─── THE RECORDS

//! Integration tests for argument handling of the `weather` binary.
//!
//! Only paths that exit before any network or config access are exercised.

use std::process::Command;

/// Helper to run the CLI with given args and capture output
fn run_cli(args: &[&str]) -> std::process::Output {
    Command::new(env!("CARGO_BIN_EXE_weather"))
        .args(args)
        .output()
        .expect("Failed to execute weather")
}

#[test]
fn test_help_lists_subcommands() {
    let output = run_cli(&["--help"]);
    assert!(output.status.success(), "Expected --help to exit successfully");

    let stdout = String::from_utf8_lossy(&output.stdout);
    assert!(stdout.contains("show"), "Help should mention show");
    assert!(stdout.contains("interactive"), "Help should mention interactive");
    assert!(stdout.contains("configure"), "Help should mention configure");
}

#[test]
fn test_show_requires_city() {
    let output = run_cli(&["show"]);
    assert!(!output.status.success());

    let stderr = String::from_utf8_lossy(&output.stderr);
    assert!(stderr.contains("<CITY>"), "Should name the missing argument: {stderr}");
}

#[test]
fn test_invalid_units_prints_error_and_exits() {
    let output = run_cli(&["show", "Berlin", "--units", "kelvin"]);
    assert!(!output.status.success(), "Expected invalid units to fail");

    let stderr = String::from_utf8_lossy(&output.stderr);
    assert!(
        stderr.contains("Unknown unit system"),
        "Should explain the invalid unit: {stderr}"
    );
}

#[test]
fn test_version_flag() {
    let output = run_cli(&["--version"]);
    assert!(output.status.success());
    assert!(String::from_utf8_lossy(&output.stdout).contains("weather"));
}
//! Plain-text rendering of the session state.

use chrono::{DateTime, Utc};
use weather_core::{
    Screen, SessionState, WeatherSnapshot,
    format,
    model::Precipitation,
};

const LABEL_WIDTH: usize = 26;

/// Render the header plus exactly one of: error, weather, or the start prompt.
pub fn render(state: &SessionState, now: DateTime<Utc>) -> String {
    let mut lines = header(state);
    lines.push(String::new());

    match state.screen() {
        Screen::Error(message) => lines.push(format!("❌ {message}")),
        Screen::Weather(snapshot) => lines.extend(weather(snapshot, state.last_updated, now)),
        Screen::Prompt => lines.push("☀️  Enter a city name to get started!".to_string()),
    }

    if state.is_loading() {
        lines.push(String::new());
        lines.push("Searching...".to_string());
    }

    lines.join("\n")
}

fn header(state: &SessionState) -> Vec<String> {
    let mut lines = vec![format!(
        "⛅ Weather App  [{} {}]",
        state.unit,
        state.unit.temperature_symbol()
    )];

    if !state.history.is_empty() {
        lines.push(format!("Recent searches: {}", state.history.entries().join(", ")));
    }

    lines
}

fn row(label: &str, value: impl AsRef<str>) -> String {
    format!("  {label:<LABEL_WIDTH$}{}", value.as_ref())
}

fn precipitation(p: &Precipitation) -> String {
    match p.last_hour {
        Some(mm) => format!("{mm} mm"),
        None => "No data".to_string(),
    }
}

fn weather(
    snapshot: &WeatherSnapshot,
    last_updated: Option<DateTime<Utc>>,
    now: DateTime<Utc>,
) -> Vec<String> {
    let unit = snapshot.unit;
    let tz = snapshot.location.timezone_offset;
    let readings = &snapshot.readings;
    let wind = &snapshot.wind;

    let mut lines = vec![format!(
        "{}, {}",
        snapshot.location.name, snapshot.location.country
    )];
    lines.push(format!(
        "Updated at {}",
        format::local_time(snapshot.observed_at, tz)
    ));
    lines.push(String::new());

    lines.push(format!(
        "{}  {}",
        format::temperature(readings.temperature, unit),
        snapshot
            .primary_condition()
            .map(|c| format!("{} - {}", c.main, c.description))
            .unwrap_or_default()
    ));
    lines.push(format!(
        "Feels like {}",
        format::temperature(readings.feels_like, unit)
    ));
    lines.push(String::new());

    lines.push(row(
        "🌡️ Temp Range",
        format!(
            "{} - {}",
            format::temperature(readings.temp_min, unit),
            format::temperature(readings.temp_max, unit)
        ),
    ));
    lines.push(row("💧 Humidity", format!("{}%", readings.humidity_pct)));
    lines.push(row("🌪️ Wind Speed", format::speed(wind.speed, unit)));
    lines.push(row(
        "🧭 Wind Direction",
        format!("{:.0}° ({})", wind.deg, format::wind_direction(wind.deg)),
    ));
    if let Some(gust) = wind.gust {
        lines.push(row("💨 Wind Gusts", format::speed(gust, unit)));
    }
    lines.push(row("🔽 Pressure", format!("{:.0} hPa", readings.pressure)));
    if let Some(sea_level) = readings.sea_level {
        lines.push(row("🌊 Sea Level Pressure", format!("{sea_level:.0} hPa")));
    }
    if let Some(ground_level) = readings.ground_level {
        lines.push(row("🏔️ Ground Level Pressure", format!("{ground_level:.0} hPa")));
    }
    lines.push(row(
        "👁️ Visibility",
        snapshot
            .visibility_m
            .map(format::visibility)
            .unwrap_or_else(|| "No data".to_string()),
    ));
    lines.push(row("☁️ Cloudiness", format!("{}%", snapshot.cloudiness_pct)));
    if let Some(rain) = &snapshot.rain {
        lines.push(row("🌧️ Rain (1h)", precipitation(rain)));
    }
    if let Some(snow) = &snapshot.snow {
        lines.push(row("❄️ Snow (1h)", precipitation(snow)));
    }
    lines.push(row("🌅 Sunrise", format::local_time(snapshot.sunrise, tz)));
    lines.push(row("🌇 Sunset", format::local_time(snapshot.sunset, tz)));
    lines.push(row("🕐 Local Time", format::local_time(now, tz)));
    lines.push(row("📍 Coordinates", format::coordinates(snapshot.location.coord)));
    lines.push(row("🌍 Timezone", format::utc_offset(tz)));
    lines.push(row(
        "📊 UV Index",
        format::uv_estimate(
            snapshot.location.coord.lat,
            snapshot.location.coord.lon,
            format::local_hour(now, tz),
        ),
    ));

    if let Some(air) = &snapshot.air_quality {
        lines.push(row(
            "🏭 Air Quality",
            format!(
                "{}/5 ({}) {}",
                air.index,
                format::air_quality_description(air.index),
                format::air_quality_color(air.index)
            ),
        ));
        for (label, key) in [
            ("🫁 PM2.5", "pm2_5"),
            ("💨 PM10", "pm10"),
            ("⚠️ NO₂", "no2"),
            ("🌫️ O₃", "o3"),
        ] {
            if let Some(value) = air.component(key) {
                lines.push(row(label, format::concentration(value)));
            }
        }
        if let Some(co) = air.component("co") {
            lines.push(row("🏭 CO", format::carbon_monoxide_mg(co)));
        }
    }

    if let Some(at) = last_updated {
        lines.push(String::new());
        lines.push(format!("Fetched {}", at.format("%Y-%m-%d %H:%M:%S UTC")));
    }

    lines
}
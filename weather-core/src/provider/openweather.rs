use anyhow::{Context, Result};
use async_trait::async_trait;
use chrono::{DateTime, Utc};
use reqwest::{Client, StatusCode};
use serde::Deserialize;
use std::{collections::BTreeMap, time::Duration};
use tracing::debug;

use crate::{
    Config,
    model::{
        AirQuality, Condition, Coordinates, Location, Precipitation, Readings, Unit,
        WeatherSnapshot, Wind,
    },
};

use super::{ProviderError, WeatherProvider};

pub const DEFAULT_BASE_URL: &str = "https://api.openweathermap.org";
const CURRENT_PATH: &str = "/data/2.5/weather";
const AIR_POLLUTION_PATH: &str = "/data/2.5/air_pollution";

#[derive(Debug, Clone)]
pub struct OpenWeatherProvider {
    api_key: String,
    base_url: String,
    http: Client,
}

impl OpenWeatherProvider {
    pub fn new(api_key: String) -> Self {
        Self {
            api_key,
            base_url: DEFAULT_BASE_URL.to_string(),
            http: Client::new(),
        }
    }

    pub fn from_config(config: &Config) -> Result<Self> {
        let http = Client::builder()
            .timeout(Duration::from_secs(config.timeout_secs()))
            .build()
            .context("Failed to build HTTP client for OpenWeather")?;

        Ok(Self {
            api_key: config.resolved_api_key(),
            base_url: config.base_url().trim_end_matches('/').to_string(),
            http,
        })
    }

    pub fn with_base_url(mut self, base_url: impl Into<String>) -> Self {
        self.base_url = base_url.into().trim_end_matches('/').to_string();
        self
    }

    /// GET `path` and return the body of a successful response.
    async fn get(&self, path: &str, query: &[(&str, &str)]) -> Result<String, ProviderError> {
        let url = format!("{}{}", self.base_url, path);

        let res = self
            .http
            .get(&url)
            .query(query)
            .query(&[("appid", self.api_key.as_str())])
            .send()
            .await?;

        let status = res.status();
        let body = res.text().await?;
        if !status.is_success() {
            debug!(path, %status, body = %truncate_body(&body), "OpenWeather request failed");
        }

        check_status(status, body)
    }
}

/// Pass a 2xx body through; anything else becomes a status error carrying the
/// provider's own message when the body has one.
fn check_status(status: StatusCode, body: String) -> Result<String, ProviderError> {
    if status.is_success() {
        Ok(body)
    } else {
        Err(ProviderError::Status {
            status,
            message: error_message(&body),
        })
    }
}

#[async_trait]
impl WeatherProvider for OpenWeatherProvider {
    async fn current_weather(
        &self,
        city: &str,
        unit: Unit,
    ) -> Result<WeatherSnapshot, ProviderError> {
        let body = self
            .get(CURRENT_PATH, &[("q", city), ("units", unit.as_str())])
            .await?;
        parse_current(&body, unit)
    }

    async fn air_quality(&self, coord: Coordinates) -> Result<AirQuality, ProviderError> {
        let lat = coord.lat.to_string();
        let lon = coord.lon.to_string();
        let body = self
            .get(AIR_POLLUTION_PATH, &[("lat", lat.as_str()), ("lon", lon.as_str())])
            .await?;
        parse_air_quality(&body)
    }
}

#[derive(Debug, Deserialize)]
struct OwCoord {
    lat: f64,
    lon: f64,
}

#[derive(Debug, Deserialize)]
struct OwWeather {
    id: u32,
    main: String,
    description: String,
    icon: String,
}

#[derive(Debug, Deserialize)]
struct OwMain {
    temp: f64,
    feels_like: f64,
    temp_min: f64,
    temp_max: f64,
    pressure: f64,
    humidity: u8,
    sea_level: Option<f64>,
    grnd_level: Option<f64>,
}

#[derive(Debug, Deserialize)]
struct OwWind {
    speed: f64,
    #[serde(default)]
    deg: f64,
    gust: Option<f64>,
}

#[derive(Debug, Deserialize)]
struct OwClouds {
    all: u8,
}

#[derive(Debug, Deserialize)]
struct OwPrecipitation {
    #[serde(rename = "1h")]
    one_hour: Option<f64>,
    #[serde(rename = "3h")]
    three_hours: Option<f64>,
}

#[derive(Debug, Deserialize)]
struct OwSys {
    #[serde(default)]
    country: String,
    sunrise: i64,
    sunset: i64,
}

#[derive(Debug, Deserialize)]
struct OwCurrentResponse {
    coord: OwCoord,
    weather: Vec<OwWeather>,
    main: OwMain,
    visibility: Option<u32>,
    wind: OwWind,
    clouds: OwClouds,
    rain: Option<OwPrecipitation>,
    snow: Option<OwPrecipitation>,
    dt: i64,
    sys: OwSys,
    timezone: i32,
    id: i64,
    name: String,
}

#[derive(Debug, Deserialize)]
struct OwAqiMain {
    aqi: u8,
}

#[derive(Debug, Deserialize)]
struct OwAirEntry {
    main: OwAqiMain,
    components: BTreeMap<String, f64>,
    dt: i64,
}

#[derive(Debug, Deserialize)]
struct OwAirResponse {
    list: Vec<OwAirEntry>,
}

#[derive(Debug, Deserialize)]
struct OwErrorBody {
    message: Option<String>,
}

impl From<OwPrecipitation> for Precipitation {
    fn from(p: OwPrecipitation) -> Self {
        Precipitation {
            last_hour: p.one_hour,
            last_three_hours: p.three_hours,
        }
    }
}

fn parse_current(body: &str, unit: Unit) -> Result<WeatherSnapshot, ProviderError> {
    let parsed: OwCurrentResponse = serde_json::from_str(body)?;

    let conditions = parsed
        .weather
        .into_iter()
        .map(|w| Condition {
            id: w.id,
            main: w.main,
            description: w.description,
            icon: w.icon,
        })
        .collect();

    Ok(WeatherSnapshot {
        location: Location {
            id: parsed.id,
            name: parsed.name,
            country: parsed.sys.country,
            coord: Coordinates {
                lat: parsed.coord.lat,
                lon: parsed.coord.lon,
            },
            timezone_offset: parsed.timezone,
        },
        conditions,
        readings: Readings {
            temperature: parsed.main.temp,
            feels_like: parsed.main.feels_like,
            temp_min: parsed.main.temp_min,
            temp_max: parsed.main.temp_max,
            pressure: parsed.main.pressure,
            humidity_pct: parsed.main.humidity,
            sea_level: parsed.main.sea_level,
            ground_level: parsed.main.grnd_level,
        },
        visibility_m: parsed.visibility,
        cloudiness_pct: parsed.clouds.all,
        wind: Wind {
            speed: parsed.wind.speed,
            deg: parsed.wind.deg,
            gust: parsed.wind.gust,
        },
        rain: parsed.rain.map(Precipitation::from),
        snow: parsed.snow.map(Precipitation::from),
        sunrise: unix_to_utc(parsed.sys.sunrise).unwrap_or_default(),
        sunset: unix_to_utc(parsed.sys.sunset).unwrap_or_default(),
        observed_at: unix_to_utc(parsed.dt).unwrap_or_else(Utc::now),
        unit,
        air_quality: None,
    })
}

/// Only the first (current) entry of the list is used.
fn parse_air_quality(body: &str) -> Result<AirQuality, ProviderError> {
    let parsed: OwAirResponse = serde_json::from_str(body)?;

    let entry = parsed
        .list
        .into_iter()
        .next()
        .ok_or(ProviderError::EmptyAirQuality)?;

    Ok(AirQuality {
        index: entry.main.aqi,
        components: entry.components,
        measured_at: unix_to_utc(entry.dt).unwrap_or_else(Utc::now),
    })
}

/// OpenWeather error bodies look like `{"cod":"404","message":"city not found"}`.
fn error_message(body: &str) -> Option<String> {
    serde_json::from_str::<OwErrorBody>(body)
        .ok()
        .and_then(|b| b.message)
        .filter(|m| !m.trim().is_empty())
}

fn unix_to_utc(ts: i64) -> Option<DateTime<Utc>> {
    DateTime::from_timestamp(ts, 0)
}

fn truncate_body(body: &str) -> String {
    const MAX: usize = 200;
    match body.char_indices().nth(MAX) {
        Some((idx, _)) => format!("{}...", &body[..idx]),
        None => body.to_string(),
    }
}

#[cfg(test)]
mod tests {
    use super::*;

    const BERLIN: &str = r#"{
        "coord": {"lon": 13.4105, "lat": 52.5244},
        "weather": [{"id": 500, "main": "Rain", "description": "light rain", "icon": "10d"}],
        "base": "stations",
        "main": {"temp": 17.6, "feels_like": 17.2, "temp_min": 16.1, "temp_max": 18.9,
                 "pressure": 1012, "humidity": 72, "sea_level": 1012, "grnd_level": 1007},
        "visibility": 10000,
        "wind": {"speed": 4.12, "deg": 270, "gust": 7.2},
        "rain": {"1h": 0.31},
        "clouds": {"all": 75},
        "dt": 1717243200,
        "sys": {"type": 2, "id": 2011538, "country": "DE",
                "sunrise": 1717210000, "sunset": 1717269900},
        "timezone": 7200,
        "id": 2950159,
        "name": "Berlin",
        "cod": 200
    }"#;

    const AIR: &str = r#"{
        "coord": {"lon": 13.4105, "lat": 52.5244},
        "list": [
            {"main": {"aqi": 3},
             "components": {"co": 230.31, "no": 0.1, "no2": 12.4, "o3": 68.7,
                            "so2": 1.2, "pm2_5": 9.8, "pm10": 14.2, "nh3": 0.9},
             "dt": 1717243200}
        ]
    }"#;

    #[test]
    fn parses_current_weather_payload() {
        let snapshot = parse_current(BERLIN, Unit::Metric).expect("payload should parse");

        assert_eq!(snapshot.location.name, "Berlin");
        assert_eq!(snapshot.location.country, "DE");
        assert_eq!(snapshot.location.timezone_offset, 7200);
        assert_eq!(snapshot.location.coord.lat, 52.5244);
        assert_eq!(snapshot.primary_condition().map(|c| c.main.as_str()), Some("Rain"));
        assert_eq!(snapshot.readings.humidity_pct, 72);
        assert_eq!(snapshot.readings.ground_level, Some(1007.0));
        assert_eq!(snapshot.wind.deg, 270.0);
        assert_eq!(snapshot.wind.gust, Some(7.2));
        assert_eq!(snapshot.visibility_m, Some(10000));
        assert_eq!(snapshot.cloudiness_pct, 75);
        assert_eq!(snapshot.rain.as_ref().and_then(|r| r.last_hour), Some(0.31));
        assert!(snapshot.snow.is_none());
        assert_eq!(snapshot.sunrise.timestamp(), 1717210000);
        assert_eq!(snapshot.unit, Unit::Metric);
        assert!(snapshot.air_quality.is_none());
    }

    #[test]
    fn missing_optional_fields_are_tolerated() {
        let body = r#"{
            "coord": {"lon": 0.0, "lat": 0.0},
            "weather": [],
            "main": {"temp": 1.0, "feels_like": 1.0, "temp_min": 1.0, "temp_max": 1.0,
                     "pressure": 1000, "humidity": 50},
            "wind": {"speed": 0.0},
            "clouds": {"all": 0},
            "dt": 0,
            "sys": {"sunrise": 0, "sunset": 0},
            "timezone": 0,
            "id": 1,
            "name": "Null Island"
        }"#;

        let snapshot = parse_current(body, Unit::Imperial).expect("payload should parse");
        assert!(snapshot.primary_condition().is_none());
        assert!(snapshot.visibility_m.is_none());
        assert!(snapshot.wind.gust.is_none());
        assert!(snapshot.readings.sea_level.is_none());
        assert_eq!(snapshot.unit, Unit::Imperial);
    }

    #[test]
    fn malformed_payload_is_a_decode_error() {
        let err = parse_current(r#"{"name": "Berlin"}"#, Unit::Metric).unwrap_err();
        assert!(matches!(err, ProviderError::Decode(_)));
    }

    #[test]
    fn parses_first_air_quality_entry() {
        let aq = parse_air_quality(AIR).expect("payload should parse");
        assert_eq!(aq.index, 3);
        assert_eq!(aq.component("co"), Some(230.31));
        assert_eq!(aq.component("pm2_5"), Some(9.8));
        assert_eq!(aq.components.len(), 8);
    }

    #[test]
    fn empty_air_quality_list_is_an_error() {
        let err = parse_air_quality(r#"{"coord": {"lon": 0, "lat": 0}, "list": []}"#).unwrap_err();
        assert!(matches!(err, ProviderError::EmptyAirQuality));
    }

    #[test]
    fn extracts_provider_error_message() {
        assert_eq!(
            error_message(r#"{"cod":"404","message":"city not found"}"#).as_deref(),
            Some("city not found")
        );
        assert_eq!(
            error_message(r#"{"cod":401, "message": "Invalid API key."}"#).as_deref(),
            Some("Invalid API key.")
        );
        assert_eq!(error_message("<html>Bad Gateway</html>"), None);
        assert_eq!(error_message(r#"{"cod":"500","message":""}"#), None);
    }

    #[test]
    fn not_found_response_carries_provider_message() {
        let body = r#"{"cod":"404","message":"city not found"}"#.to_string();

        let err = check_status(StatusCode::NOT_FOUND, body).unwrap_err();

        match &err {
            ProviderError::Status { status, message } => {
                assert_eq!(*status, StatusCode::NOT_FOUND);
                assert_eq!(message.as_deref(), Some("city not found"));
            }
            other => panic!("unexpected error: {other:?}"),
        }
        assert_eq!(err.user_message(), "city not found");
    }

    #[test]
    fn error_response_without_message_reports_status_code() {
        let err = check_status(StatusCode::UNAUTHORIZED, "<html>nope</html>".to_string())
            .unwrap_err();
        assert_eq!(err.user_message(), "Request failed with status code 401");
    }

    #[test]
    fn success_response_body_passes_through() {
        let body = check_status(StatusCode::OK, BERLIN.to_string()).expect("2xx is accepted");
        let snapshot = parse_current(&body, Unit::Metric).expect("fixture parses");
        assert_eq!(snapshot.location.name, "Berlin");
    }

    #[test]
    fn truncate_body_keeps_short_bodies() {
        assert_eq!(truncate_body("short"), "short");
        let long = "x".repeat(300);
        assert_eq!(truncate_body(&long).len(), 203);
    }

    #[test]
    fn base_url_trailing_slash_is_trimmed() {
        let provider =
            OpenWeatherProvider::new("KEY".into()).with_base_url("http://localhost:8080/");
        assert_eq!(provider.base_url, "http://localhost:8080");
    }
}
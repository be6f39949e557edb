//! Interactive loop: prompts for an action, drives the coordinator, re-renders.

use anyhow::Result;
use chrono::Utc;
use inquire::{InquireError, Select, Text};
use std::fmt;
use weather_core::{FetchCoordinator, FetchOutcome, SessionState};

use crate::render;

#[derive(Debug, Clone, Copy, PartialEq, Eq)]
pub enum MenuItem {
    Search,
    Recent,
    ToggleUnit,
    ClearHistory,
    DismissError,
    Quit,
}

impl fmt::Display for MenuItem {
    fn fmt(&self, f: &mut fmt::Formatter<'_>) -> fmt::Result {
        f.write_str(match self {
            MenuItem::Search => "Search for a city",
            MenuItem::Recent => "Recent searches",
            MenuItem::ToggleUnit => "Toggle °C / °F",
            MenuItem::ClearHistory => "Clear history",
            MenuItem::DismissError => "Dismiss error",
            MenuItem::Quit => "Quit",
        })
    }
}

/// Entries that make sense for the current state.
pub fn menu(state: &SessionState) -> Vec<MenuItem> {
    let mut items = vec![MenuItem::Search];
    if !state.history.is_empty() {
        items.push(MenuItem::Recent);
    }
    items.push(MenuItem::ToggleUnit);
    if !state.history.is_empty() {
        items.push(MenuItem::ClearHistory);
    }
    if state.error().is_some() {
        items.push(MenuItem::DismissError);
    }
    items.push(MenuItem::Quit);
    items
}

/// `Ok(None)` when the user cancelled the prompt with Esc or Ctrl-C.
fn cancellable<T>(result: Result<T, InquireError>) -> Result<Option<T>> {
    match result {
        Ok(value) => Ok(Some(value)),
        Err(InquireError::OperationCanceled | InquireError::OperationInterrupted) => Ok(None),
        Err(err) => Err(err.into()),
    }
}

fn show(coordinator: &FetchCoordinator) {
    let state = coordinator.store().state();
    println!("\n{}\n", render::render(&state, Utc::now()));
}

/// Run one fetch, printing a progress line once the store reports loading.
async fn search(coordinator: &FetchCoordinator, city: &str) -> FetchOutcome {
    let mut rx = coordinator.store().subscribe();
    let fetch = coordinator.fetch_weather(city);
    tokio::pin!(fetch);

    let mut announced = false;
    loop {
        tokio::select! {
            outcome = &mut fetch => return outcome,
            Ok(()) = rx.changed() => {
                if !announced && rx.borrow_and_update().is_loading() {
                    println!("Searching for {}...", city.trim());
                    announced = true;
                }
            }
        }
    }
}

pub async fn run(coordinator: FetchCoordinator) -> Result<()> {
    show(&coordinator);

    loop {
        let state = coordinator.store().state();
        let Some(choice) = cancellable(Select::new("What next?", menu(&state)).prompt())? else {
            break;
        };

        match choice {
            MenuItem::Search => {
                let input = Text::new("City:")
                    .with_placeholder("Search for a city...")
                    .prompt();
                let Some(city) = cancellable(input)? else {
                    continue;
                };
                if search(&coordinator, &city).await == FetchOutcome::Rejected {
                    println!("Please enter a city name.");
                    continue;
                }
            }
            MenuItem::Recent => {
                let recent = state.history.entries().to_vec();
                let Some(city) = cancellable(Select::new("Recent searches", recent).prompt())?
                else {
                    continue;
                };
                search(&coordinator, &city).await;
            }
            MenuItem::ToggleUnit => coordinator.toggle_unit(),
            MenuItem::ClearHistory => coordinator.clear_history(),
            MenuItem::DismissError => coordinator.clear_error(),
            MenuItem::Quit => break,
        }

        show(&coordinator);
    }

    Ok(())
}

──────

Among the lines above, return those that hold the word "contains".

    assert!(stdout.contains("show"), "Help should mention show");
    assert!(stdout.contains("interactive"), "Help should mention interactive");
    assert!(stdout.contains("configure"), "Help should mention configure");
    assert!(stderr.contains("<CITY>"), "Should name the missing argument: {stderr}");
        stderr.contains("Unknown unit system"),
    assert!(String::from_utf8_lossy(&output.stdout).contains("weather"));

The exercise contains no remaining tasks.